Reviews: Krysthla, Abbath, Heilung, Auger (Paul H, Sean, Rich & Scott)

Krysthla: Worldwide Negative (PHD) [Paul H]

Few albums have been more anticipated than the third release from possibly the best UK metal band around today, but when this bad boy dropped in the box I must admit to a little dance of excitement. The Northamptonshire outfit have been carving a name for themselves in the UK and Europe since debut release A War Of Souls And Desires arrived in 2015. With the follow up Peace In Our Time the band enhanced their reputation for being one of the most impressive up and coming bands on the scene, with killer live shows which are bursting with energy and power. So, opening Worldwide Negative up, what do we get? Well to start with, a fantastic production job by guitarist Neil Hudson, who not only acted as producer but engineer, mixer and master. Sharp, clear, yet capturing the very essence of the band’s power. Recorded at Initiate Audio and Media Recording Studios, this is eight tracks and 44 minutes of your life you really want to devote time and energy toward. Krysthla is a band with strong moral beliefs, their statements on the insanity of the world around us and their observations on the social impact of those in power not only timely but oh so accurate … and frightening.

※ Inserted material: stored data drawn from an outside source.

//! 配置数据结构定义
//!
//! 定义检测配置、URL来源以及配置文件的整体结构

use serde::{Deserialize, Deserializer, Serialize, Serializer};
use std::collections::{HashMap, HashSet};
use std::fmt;
use std::path::PathBuf;
use std::sync::Arc;
use std::time::Duration;

/// 配置文件结构
#[derive(Debug, Clone, Serialize, Deserialize, PartialEq)]
pub struct HealthVitalsConfig {
    /// 日志级别
    #[serde(default = "default_log_level")]
    pub log_level: String,
    /// 日志文件路径，设置后日志写入该文件
    #[serde(default, skip_serializing_if = "Option::is_none")]
    pub log_file: Option<PathBuf>,
    /// 模块级别日志控制，如 `reqwest = "warn"`
    #[serde(default, skip_serializing_if = "HashMap::is_empty")]
    pub log_modules: HashMap<String, String>,
    /// 检测配置列表
    #[serde(default)]
    pub checks: Vec<CheckConfig>,
}

/// 检测的URL来源
///
/// 固定地址直接使用；动态来源在每次检测开始时调用一次，用于轮换目标。
#[derive(Clone)]
pub enum UrlSource {
    /// 固定URL
    Literal(String),
    /// 每次检测时计算的URL
    Dynamic(Arc<dyn Fn() -> String + Send + Sync>),
}

impl UrlSource {
    /// 由闭包创建动态来源
    pub fn dynamic<F>(resolver: F) -> Self
    where
        F: Fn() -> String + Send + Sync + 'static,
    {
        UrlSource::Dynamic(Arc::new(resolver))
    }

    /// 解析出本次检测要使用的URL
    pub fn resolve(&self) -> String {
        match self {
            UrlSource::Literal(url) => url.clone(),
            UrlSource::Dynamic(resolver) => resolver(),
        }
    }

    /// 是否为动态来源
    pub fn is_dynamic(&self) -> bool {
        matches!(self, UrlSource::Dynamic(_))
    }
}

impl fmt::Debug for UrlSource {
    fn fmt(&self, f: &mut fmt::Formatter<'_>) -> fmt::Result {
        match self {
            UrlSource::Literal(url) => f.debug_tuple("Literal").field(url).finish(),
            UrlSource::Dynamic(_) => f.write_str("Dynamic(..)"),
        }
    }
}

impl fmt::Display for UrlSource {
    fn fmt(&self, f: &mut fmt::Formatter<'_>) -> fmt::Result {
        match self {
            UrlSource::Literal(url) => f.write_str(url),
            UrlSource::Dynamic(_) => f.write_str("<dynamic>"),
        }
    }
}

impl PartialEq for UrlSource {
    fn eq(&self, other: &Self) -> bool {
        match (self, other) {
            (UrlSource::Literal(a), UrlSource::Literal(b)) => a == b,
            (UrlSource::Dynamic(a), UrlSource::Dynamic(b)) => Arc::ptr_eq(a, b),
            _ => false,
        }
    }
}

impl From<&str> for UrlSource {
    fn from(url: &str) -> Self {
        UrlSource::Literal(url.to_string())
    }
}

impl From<String> for UrlSource {
    fn from(url: String) -> Self {
        UrlSource::Literal(url)
    }
}

impl Serialize for UrlSource {
    fn serialize<S>(&self, serializer: S) -> Result<S::Ok, S::Error>
    where
        S: Serializer,
    {
        serializer.collect_str(self)
    }
}

impl<'de> Deserialize<'de> for UrlSource {
    fn deserialize<D>(deserializer: D) -> Result<Self, D::Error>
    where
        D: Deserializer<'de>,
    {
        String::deserialize(deserializer).map(UrlSource::Literal)
    }
}

/// 单个检测的配置
#[derive(Debug, Clone, Serialize, Deserialize, PartialEq)]
pub struct CheckConfig {
    /// 检测类型，需要在注册表中存在
    #[serde(rename = "type")]
    pub check_type: String,
    /// 检测名称
    pub name: String,
    /// 检测间隔，同时作为单次请求的超时时间（毫秒）
    #[serde(default = "default_interval", with = "duration_ms")]
    pub interval: Duration,
    /// 严重级别，1 为阻断级别
    pub severity: u8,
    /// 自动重试次数
    #[serde(default, skip_serializing_if = "Option::is_none")]
    pub retry: Option<u32>,
    /// HTTP方法
    #[serde(default, skip_serializing_if = "Option::is_none")]
    pub method: Option<String>,
    /// 检测目标
    #[serde(default, skip_serializing_if = "Option::is_none")]
    pub url: Option<UrlSource>,
    /// 自定义请求头，必须是字符串到字符串的映射
    #[serde(default, skip_serializing_if = "Option::is_none")]
    pub headers: Option<serde_json::Value>,
    /// 故障处理指引
    #[serde(default, skip_serializing_if = "Option::is_none")]
    pub panic_guide: Option<String>,
    /// 业务影响
    #[serde(default, skip_serializing_if = "Option::is_none")]
    pub business_impact: Option<String>,
    /// 技术摘要
    #[serde(default, skip_serializing_if = "Option::is_none")]
    pub technical_summary: Option<String>,
}

impl CheckConfig {
    /// 创建检测配置，严重级别默认 1，间隔默认 30 秒
    pub fn new(check_type: impl Into<String>, name: impl Into<String>) -> Self {
        Self {
            check_type: check_type.into(),
            name: name.into(),
            interval: default_interval(),
            severity: 1,
            retry: None,
            method: None,
            url: None,
            headers: None,
            panic_guide: None,
            business_impact: None,
            technical_summary: None,
        }
    }

    /// 创建HTTP检测配置
    pub fn http(name: impl Into<String>, url: impl Into<UrlSource>) -> Self {
        Self::new("http", name).with_url(url)
    }

    /// 设置URL
    pub fn with_url(mut self, url: impl Into<UrlSource>) -> Self {
        self.url = Some(url.into());
        self
    }

    /// 设置检测间隔
    pub fn with_interval(mut self, interval: Duration) -> Self {
        self.interval = interval;
        self
    }

    /// 设置严重级别
    pub fn with_severity(mut self, severity: u8) -> Self {
        self.severity = severity;
        self
    }

    /// 设置重试次数
    pub fn with_retry(mut self, retry: u32) -> Self {
        self.retry = Some(retry);
        self
    }

    /// 设置HTTP方法
    pub fn with_method(mut self, method: impl Into<String>) -> Self {
        self.method = Some(method.into());
        self
    }

    /// 添加单个请求头
    pub fn with_header(mut self, key: impl Into<String>, value: impl Into<String>) -> Self {
        let headers = self
            .headers
            .get_or_insert_with(|| serde_json::Value::Object(serde_json::Map::new()));
        if let serde_json::Value::Object(map) = headers {
            map.insert(key.into(), serde_json::Value::String(value.into()));
        }
        self
    }

    /// 设置原始请求头值（不做校验，由检测构造时校验）
    pub fn with_headers(mut self, headers: serde_json::Value) -> Self {
        self.headers = Some(headers);
        self
    }

    /// 设置故障处理指引
    pub fn with_panic_guide(mut self, panic_guide: impl Into<String>) -> Self {
        self.panic_guide = Some(panic_guide.into());
        self
    }

    /// 设置业务影响描述
    pub fn with_business_impact(mut self, business_impact: impl Into<String>) -> Self {
        self.business_impact = Some(business_impact.into());
        self
    }

    /// 设置技术摘要
    pub fn with_technical_summary(mut self, technical_summary: impl Into<String>) -> Self {
        self.technical_summary = Some(technical_summary.into());
        self
    }
}

// 默认值函数
fn default_log_level() -> String {
    "info".to_string()
}

fn default_interval() -> Duration {
    Duration::from_secs(30)
}

/// 配置文件验证
///
/// 只校验文件层面的约束，单个检测的选项由检测构造时校验。
///
/// # 参数
/// * `config` - 要验证的配置
///
/// # 返回
/// * `Result<(), String>` - 验证结果，错误时返回错误信息
pub fn validate_config(config: &HealthVitalsConfig) -> Result<(), String> {
    let valid_log_levels = ["trace", "debug", "info", "warn", "error"];
    if !valid_log_levels.contains(&config.log_level.as_str()) {
        return Err(format!(
            "无效的日志级别: {}，支持的级别: {:?}",
            config.log_level, valid_log_levels
        ));
    }

    for (module, level) in &config.log_modules {
        if !valid_log_levels.contains(&level.as_str()) {
            return Err(format!("模块 {} 的日志级别无效: {}", module, level));
        }
    }

    if config.checks.is_empty() {
        return Err("至少需要配置一个检测".to_string());
    }

    let mut names = HashSet::new();
    for check in &config.checks {
        if check.name.trim().is_empty() {
            return Err("检测名称不能为空".to_string());
        }
        if !names.insert(check.name.as_str()) {
            return Err(format!("检测名称重复: {}", check.name));
        }
        if check.interval.is_zero() {
            return Err(format!("检测 {} 的间隔不能为0", check.name));
        }
    }

    Ok(())
}

/// Duration 以毫秒序列化
mod duration_ms {
    use serde::{Deserialize, Deserializer, Serialize, Serializer};
    use std::time::Duration;

    pub fn serialize<S>(duration: &Duration, serializer: S) -> Result<S::Ok, S::Error>
    where
        S: Serializer,
    {
        u64::try_from(duration.as_millis())
            .unwrap_or(u64::MAX)
            .serialize(serializer)
    }

    pub fn deserialize<'de, D>(deserializer: D) -> Result<Duration, D::Error>
    where
        D: Deserializer<'de>,
    {
        let millis = u64::deserialize(deserializer)?;
        Ok(Duration::from_millis(millis))
    }
}

#[cfg(test)]
mod tests {
    use super::*;
    use std::sync::atomic::{AtomicUsize, Ordering};

    fn create_test_config() -> HealthVitalsConfig {
        HealthVitalsConfig {
            log_level: "info".to_string(),
            log_file: None,
            log_modules: HashMap::new(),
            checks: vec![CheckConfig::http("api", "https://example.test/health")],
        }
    }

    #[test]
    fn test_check_config_from_toml() {
        let content = r#"
type = "http"
name = "api"
url = "https://example.test/health"
interval = 5000
severity = 2
retry = 0

[headers]
pragma = "custom"
"#;
        let config: CheckConfig = toml::from_str(content).unwrap();
        assert_eq!(config.check_type, "http");
        assert_eq!(config.interval, Duration::from_millis(5000));
        assert_eq!(config.severity, 2);
        assert_eq!(config.retry, Some(0));
        assert_eq!(
            config.url,
            Some(UrlSource::Literal("https://example.test/health".to_string()))
        );
        assert_eq!(config.headers.unwrap()["pragma"], "custom");
    }

    #[test]
    fn test_interval_defaults_when_missing() {
        let config: CheckConfig =
            toml::from_str("type = \"http\"\nname = \"api\"\nseverity = 1\n").unwrap();
        assert_eq!(config.interval, Duration::from_secs(30));
        assert!(config.url.is_none());
    }

    #[test]
    fn test_dynamic_url_is_resolved_on_each_call() {
        let counter = Arc::new(AtomicUsize::new(0));
        let counter_clone = Arc::clone(&counter);
        let source = UrlSource::dynamic(move || {
            let n = counter_clone.fetch_add(1, Ordering::SeqCst);
            format!("https://node-{n}.example.test/health")
        });

        assert!(source.is_dynamic());
        assert_eq!(source.resolve(), "https://node-0.example.test/health");
        assert_eq!(source.resolve(), "https://node-1.example.test/health");
        assert_eq!(counter.load(Ordering::SeqCst), 2);
    }

    #[test]
    fn test_with_header_builds_object() {
        let config = CheckConfig::http("api", "https://example.test")
            .with_header("x-token", "abc")
            .with_header("pragma", "custom");
        let headers = config.headers.unwrap();
        assert_eq!(headers["x-token"], "abc");
        assert_eq!(headers["pragma"], "custom");
    }

    #[test]
    fn test_validate_config() {
        let config = create_test_config();
        assert!(validate_config(&config).is_ok());

        let mut empty = config.clone();
        empty.checks.clear();
        assert!(validate_config(&empty).is_err());

        let mut duplicated = config.clone();
        duplicated.checks.push(duplicated.checks[0].clone());
        assert!(validate_config(&duplicated)
            .unwrap_err()
            .contains("检测名称重复"));

        let mut bad_level = config.clone();
        bad_level.log_level = "loud".to_string();
        assert!(validate_config(&bad_level).is_err());

        let mut bad_module_level = config.clone();
        bad_module_level
            .log_modules
            .insert("reqwest".to_string(), "loud".to_string());
        assert!(validate_config(&bad_module_level)
            .unwrap_err()
            .contains("reqwest"));

        let mut zero_interval = config;
        zero_interval.checks[0].interval = Duration::ZERO;
        assert!(validate_config(&zero_interval).is_err());
    }

    #[test]
    fn test_log_settings_from_toml() {
        let content = r#"
log_level = "debug"
log_file = "/var/log/health-vitals.log"

[log_modules]
reqwest = "warn"

[[checks]]
type = "http"
name = "api"
url = "https://example.test/health"
severity = 1
"#;
        let config: HealthVitalsConfig = toml::from_str(content).unwrap();
        assert_eq!(
            config.log_file,
            Some(PathBuf::from("/var/log/health-vitals.log"))
        );
        assert_eq!(config.log_modules["reqwest"], "warn");
        assert!(validate_config(&config).is_ok());
    }

    #[test]
    fn test_interval_serialization_saturates() {
        let config = CheckConfig::http("api", "https://example.test").with_interval(Duration::MAX);
        let value = serde_json::to_value(&config).unwrap();
        assert_eq!(value["interval"], u64::MAX);

        let config = config.with_interval(Duration::from_millis(1500));
        assert_eq!(serde_json::to_value(&config).unwrap()["interval"], 1500);
    }
}
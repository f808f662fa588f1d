//! 检测基础实现
//!
//! [`Check`] 负责配置校验、定时调度、结果记录和状态快照，
//! 具体的探测逻辑由注入的 [`Probe`] 策略完成。

use crate::check::probe::Probe;
use crate::config::CheckConfig;
use crate::error::{CheckError, ConfigError};
use crate::health::{CheckState, CheckStatus, ProbeOutcome};
use crate::logging::CheckLogger;
use std::sync::atomic::{AtomicBool, Ordering};
use std::sync::{Arc, Mutex, PoisonError, RwLock};
use tokio::task::JoinHandle;
use tokio::time::{interval_at, Instant, MissedTickBehavior};
use tracing::{debug, warn};

/// 允许的严重级别范围
pub const SEVERITY_RANGE: std::ops::RangeInclusive<u8> = 1..=3;

/// 检测共享部分，定时任务与检测本身共同持有
struct CheckInner {
    /// 构造后不可变的配置
    options: CheckConfig,
    /// 探测策略
    probe: Arc<dyn Probe>,
    /// 最近一次检测状态
    state: RwLock<CheckState>,
    /// 日志能力
    log: Arc<dyn CheckLogger>,
}

impl CheckInner {
    /// 执行一次探测并整体写入状态
    async fn run(&self) {
        let outcome = self.probe.probe().await;
        self.apply(outcome);
    }

    fn apply(&self, outcome: ProbeOutcome) {
        let name = &self.options.name;
        if outcome.ok {
            self.log.info(&format!("Health check \"{name}\" succeeded"));
        } else {
            self.log
                .error(&format!("Health check \"{name}\" failed: {}", outcome.output));
        }

        // 重叠执行时以最后写入者为准
        *self.state.write().unwrap_or_else(PoisonError::into_inner) = CheckState::from(outcome);
    }

    fn state(&self) -> CheckState {
        self.state
            .read()
            .unwrap_or_else(PoisonError::into_inner)
            .clone()
    }
}

/// 单个独立调度的健康检测
pub struct Check {
    inner: Arc<CheckInner>,
    /// 定时任务句柄，仅由检测自身持有
    timer: Mutex<Option<JoinHandle<()>>>,
    /// 是否处于运行状态
    running: AtomicBool,
}

impl Check {
    /// 创建检测
    ///
    /// # 参数
    /// * `options` - 检测配置
    /// * `probe` - 已完成校验的探测策略
    /// * `log` - 日志能力
    ///
    /// # 返回
    /// * `Result<Self, ConfigError>` - 配置不合法时返回选项错误
    pub fn new(
        options: CheckConfig,
        probe: Arc<dyn Probe>,
        log: Arc<dyn CheckLogger>,
    ) -> Result<Self, ConfigError> {
        Self::assert_option_validity(&options)?;

        Ok(Self {
            inner: Arc::new(CheckInner {
                options,
                probe,
                state: RwLock::new(CheckState::default()),
                log,
            }),
            timer: Mutex::new(None),
            running: AtomicBool::new(false),
        })
    }

    /// 校验基础配置，无副作用
    pub fn validate_options(options: &CheckConfig) -> Result<(), ConfigError> {
        if options.name.trim().is_empty() {
            return Err(ConfigError::invalid_option(
                "name must be a non-empty string",
            ));
        }
        if !SEVERITY_RANGE.contains(&options.severity) {
            return Err(ConfigError::invalid_option(format!(
                "severity must be between {} and {}, got {}",
                SEVERITY_RANGE.start(),
                SEVERITY_RANGE.end(),
                options.severity
            )));
        }
        if options.interval.is_zero() {
            return Err(ConfigError::invalid_option(
                "interval must be greater than zero",
            ));
        }
        Ok(())
    }

    /// 断言配置合法，构造时调用
    pub fn assert_option_validity(options: &CheckConfig) -> Result<(), ConfigError> {
        Self::validate_options(options).inspect_err(|e| {
            warn!("检测配置无效 {}: {}", options.name, e);
        })
    }

    /// 启动检测
    ///
    /// 先安排周期任务（首次触发在一个间隔之后），再立即执行一次检测并等待其完成。
    /// 前置条件：检测不能处于运行状态。
    pub async fn start(&self) -> Result<(), CheckError> {
        if self.running.swap(true, Ordering::SeqCst) {
            return Err(CheckError::AlreadyRunning {
                name: self.inner.options.name.clone(),
            });
        }

        let inner = Arc::clone(&self.inner);
        let period = inner.options.interval;
        let task = tokio::spawn(async move {
            let mut ticker = interval_at(Instant::now() + period, period);
            ticker.set_missed_tick_behavior(MissedTickBehavior::Delay);

            loop {
                ticker.tick().await;
                // 每次执行单独成任务，停止定时器不会打断进行中的检测
                let inner = Arc::clone(&inner);
                tokio::spawn(async move { inner.run().await });
            }
        });

        if let Some(previous) = self
            .timer
            .lock()
            .unwrap_or_else(PoisonError::into_inner)
            .replace(task)
        {
            previous.abort();
        }

        debug!("启动检测任务: {}", self.inner.options.name);
        self.inner.run().await;
        Ok(())
    }

    /// 停止周期调度，未运行时为空操作
    pub fn stop(&self) {
        if let Some(task) = self
            .timer
            .lock()
            .unwrap_or_else(PoisonError::into_inner)
            .take()
        {
            task.abort();
        }

        if self.running.swap(false, Ordering::SeqCst) {
            debug!("停止检测任务: {}", self.inner.options.name);
        }
    }

    /// 是否处于运行状态
    pub fn is_running(&self) -> bool {
        self.running.load(Ordering::SeqCst)
    }

    /// 立即执行一次检测
    pub async fn run(&self) {
        self.inner.run().await;
    }

    /// 检测名称
    pub fn name(&self) -> &str {
        &self.inner.options.name
    }

    /// 严重级别
    pub fn severity(&self) -> u8 {
        self.inner.options.severity
    }

    /// 检测配置
    pub fn options(&self) -> &CheckConfig {
        &self.inner.options
    }

    /// 探测类型
    pub fn kind(&self) -> &'static str {
        self.inner.probe.kind()
    }

    /// 当前状态的副本
    pub fn state(&self) -> CheckState {
        self.inner.state()
    }

    /// 状态快照，修改返回值不会影响检测本身
    pub fn to_json(&self) -> CheckStatus {
        let state = self.inner.state();
        let options = &self.inner.options;

        CheckStatus {
            name: options.name.clone(),
            ok: state.ok,
            severity: options.severity,
            check_output: state.check_output,
            last_updated: state.last_updated,
            panic_guide: options.panic_guide.clone(),
            business_impact: options.business_impact.clone(),
            technical_summary: options.technical_summary.clone(),
        }
    }

    /// 单行可读摘要
    pub fn inspect(&self) -> String {
        let state = self.inner.state();
        format!(
            "Check<{}> \"{}\" {} severity={} output={:?} last_updated={}",
            self.kind(),
            self.name(),
            if state.ok { "OK" } else { "FAILING" },
            self.severity(),
            state.check_output,
            state
                .last_updated
                .map(|t| t.to_rfc3339())
                .unwrap_or_else(|| "never".to_string())
        )
    }
}

impl std::fmt::Debug for Check {
    fn fmt(&self, f: &mut std::fmt::Formatter<'_>) -> std::fmt::Result {
        f.debug_struct("Check")
            .field("name", &self.inner.options.name)
            .field("kind", &self.kind())
            .field("running", &self.is_running())
            .field("state", &self.inner.state())
            .finish()
    }
}

impl Drop for Check {
    fn drop(&mut self) {
        if let Some(task) = self
            .timer
            .get_mut()
            .unwrap_or_else(PoisonError::into_inner)
            .take()
        {
            task.abort();
        }
    }
}

#[cfg(test)]
mod tests {
    use super::*;
    use async_trait::async_trait;
    use std::sync::atomic::AtomicUsize;
    use std::time::Duration;

    /// 按顺序返回预设结果的探测
    struct ScriptedProbe {
        calls: AtomicUsize,
        healthy: AtomicBool,
    }

    impl ScriptedProbe {
        fn new(healthy: bool) -> Arc<Self> {
            Arc::new(Self {
                calls: AtomicUsize::new(0),
                healthy: AtomicBool::new(healthy),
            })
        }
    }

    #[async_trait]
    impl Probe for ScriptedProbe {
        fn kind(&self) -> &'static str {
            "scripted"
        }

        async fn probe(&self) -> ProbeOutcome {
            self.calls.fetch_add(1, Ordering::SeqCst);
            if self.healthy.load(Ordering::SeqCst) {
                ProbeOutcome::success()
            } else {
                ProbeOutcome::failure("scripted failure")
            }
        }
    }

    /// 首次立即成功，之后每次探测都要 80ms 才返回失败
    struct SlowProbe {
        calls: AtomicUsize,
    }

    #[async_trait]
    impl Probe for SlowProbe {
        fn kind(&self) -> &'static str {
            "slow"
        }

        async fn probe(&self) -> ProbeOutcome {
            let call = self.calls.fetch_add(1, Ordering::SeqCst);
            if call == 0 {
                return ProbeOutcome::success();
            }
            tokio::time::sleep(Duration::from_millis(80)).await;
            ProbeOutcome::failure(format!("late-{call}"))
        }
    }

    #[derive(Default)]
    struct RecordingLogger {
        lines: Mutex<Vec<String>>,
    }

    impl CheckLogger for RecordingLogger {
        fn info(&self, message: &str) {
            self.lines.lock().unwrap().push(format!("INFO {message}"));
        }

        fn error(&self, message: &str) {
            self.lines.lock().unwrap().push(format!("ERROR {message}"));
        }
    }

    fn create_test_options() -> CheckConfig {
        CheckConfig::new("scripted", "database")
            .with_interval(Duration::from_millis(50))
            .with_severity(1)
    }

    #[test]
    fn test_validate_options() {
        assert!(Check::validate_options(&create_test_options()).is_ok());

        let unnamed = CheckConfig::new("scripted", "  ");
        assert!(Check::validate_options(&unnamed).is_err());

        let bad_severity = create_test_options().with_severity(0);
        assert!(matches!(
            Check::validate_options(&bad_severity),
            Err(ConfigError::InvalidOption(_))
        ));

        let zero_interval = create_test_options().with_interval(Duration::ZERO);
        assert!(Check::validate_options(&zero_interval).is_err());
    }

    #[test]
    fn test_new_rejects_invalid_options() {
        let result = Check::new(
            create_test_options().with_severity(9),
            ScriptedProbe::new(true),
            Arc::new(RecordingLogger::default()),
        );
        assert!(result.is_err());
    }

    #[tokio::test]
    async fn test_start_runs_immediately() {
        let probe = ScriptedProbe::new(true);
        let logger = Arc::new(RecordingLogger::default());
        let check = Check::new(create_test_options(), probe.clone(), logger.clone()).unwrap();

        assert!(!check.is_running());
        assert!(check.to_json().last_updated.is_none());

        check.start().await.unwrap();

        assert!(check.is_running());
        assert_eq!(probe.calls.load(Ordering::SeqCst), 1);
        let status = check.to_json();
        assert!(status.ok);
        assert_eq!(status.check_output, "success");
        assert!(status.last_updated.is_some());
        assert_eq!(
            logger.lines.lock().unwrap()[0],
            "INFO Health check \"database\" succeeded"
        );

        check.stop();
    }

    #[tokio::test]
    async fn test_failure_is_recorded_not_raised() {
        let logger = Arc::new(RecordingLogger::default());
        let check =
            Check::new(create_test_options(), ScriptedProbe::new(false), logger.clone()).unwrap();

        check.run().await;

        let status = check.to_json();
        assert!(!status.ok);
        assert_eq!(status.check_output, "scripted failure");
        assert_eq!(
            logger.lines.lock().unwrap()[0],
            "ERROR Health check \"database\" failed: scripted failure"
        );
    }

    #[tokio::test]
    async fn test_start_twice_is_rejected() {
        let check = Check::new(
            create_test_options(),
            ScriptedProbe::new(true),
            Arc::new(RecordingLogger::default()),
        )
        .unwrap();

        check.start().await.unwrap();
        assert_eq!(
            check.start().await,
            Err(CheckError::AlreadyRunning {
                name: "database".to_string()
            })
        );
        check.stop();
    }

    #[tokio::test(start_paused = true)]
    async fn test_recurring_runs_and_stop() {
        let probe = ScriptedProbe::new(true);
        let check = Check::new(
            create_test_options(),
            probe.clone(),
            Arc::new(RecordingLogger::default()),
        )
        .unwrap();

        check.start().await.unwrap();
        assert_eq!(probe.calls.load(Ordering::SeqCst), 1);

        tokio::time::sleep(Duration::from_millis(175)).await;
        assert_eq!(probe.calls.load(Ordering::SeqCst), 4);

        check.stop();
        assert!(!check.is_running());

        tokio::time::sleep(Duration::from_millis(200)).await;
        assert_eq!(probe.calls.load(Ordering::SeqCst), 4);

        // 未运行时再次停止为空操作
        check.stop();
    }

    #[tokio::test(start_paused = true)]
    async fn test_stop_lets_in_flight_run_finish() {
        let probe = Arc::new(SlowProbe {
            calls: AtomicUsize::new(0),
        });
        let logger = Arc::new(RecordingLogger::default());
        let check = Check::new(create_test_options(), probe.clone(), logger.clone()).unwrap();

        check.start().await.unwrap();
        let before = check.to_json();
        assert_eq!(before.check_output, "success");

        // 第一次定时触发在 50ms，探测需要到 130ms 才结束
        tokio::time::sleep(Duration::from_millis(60)).await;
        assert_eq!(probe.calls.load(Ordering::SeqCst), 2);
        check.stop();
        assert_eq!(check.to_json(), before);

        tokio::time::sleep(Duration::from_millis(200)).await;
        let after = check.to_json();
        assert!(!after.ok);
        assert_eq!(after.check_output, "late-1");
        assert!(after.last_updated.is_some());
        assert_eq!(probe.calls.load(Ordering::SeqCst), 2);
        assert_eq!(
            logger.lines.lock().unwrap().last().unwrap(),
            "ERROR Health check \"database\" failed: late-1"
        );
    }

    #[tokio::test]
    async fn test_to_json_is_a_snapshot() {
        let check = Check::new(
            create_test_options().with_panic_guide("restart the pool"),
            ScriptedProbe::new(true),
            Arc::new(RecordingLogger::default()),
        )
        .unwrap();
        check.run().await;

        let first = check.to_json();
        let mut mutated = check.to_json();
        mutated.ok = false;
        mutated.check_output = "changed".to_string();

        assert_eq!(first, check.to_json());
        assert_eq!(first.panic_guide.as_deref(), Some("restart the pool"));
    }

    #[tokio::test]
    async fn test_inspect_is_single_line() {
        let check = Check::new(
            create_test_options(),
            ScriptedProbe::new(false),
            Arc::new(RecordingLogger::default()),
        )
        .unwrap();
        assert!(check.inspect().contains("never"));

        check.run().await;
        let line = check.inspect();
        assert!(!line.contains('\n'));
        assert!(line.starts_with("Check<scripted> \"database\" FAILING"));
    }
}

Negative opens the album, a five-minute statement of intent which focuses on the constant struggle with doubt and paranoia that poisons the mind of anyone that finds themselves in a dark place mentally. With the world gripped by sadness and madness, the song asks how do we find a place or even live inside this worldwide negative? Vocalist Adi Mayes is in imperious form, his bear of a roar better than ever. Intricate guitar patterns and a thumping bass line hint at a more progressive approach before all hell breaks loose and Krysthla accelerate immediately. There is a massive industrial groove ala Fear Factory that surges throughout not only this track but the whole album. This is no bad thing and no copyist approach either. Krysthla are very much delivering their own sound and Negative sets the bar high. However, although I’d heard Zero Sum Game prior to this album, nothing could prepare me for the immensity of Reawakening. Possibly the most accessible track the band have ever released, this is an absolute piledriver. A Slipknot style guitar groove with Davies’ huge bass lines rioting all over the place, Mayes’ punishing roar balanced by clean vocals which adds a new focus and style which just stunning. Epic stuff.
Although the band have embraced the melody this has by no means watered down their sound. If anything, it has intensified the intensity of their assault. The bone crushing Grief Is New Love contains haunting riffage from Hudson and fellow guitarist Noel Davies whilst new(ish) drummer Liam Turland delivers a blistering assault of power drumming. This is the longest song on the album. It’s explosive, almost automated in its drilled, clinical delivery whilst retaining soul and passion and fades with a fascinating change in approach. If you are a fan of the band, you’ll be familiar with Zero Sum Game, released a few weeks ago. Utilising clean vocals to fabulous effect on the chorus, Zero Sum Game was a pulverising first taste of the fire and passion that surges through the band. The song tackles how life itself is caught in the endless sway of life and death, and the chasing of meaningless things that mean nothing. With traces of Fear Factory’s Self Bias Resistor, this song just destroys.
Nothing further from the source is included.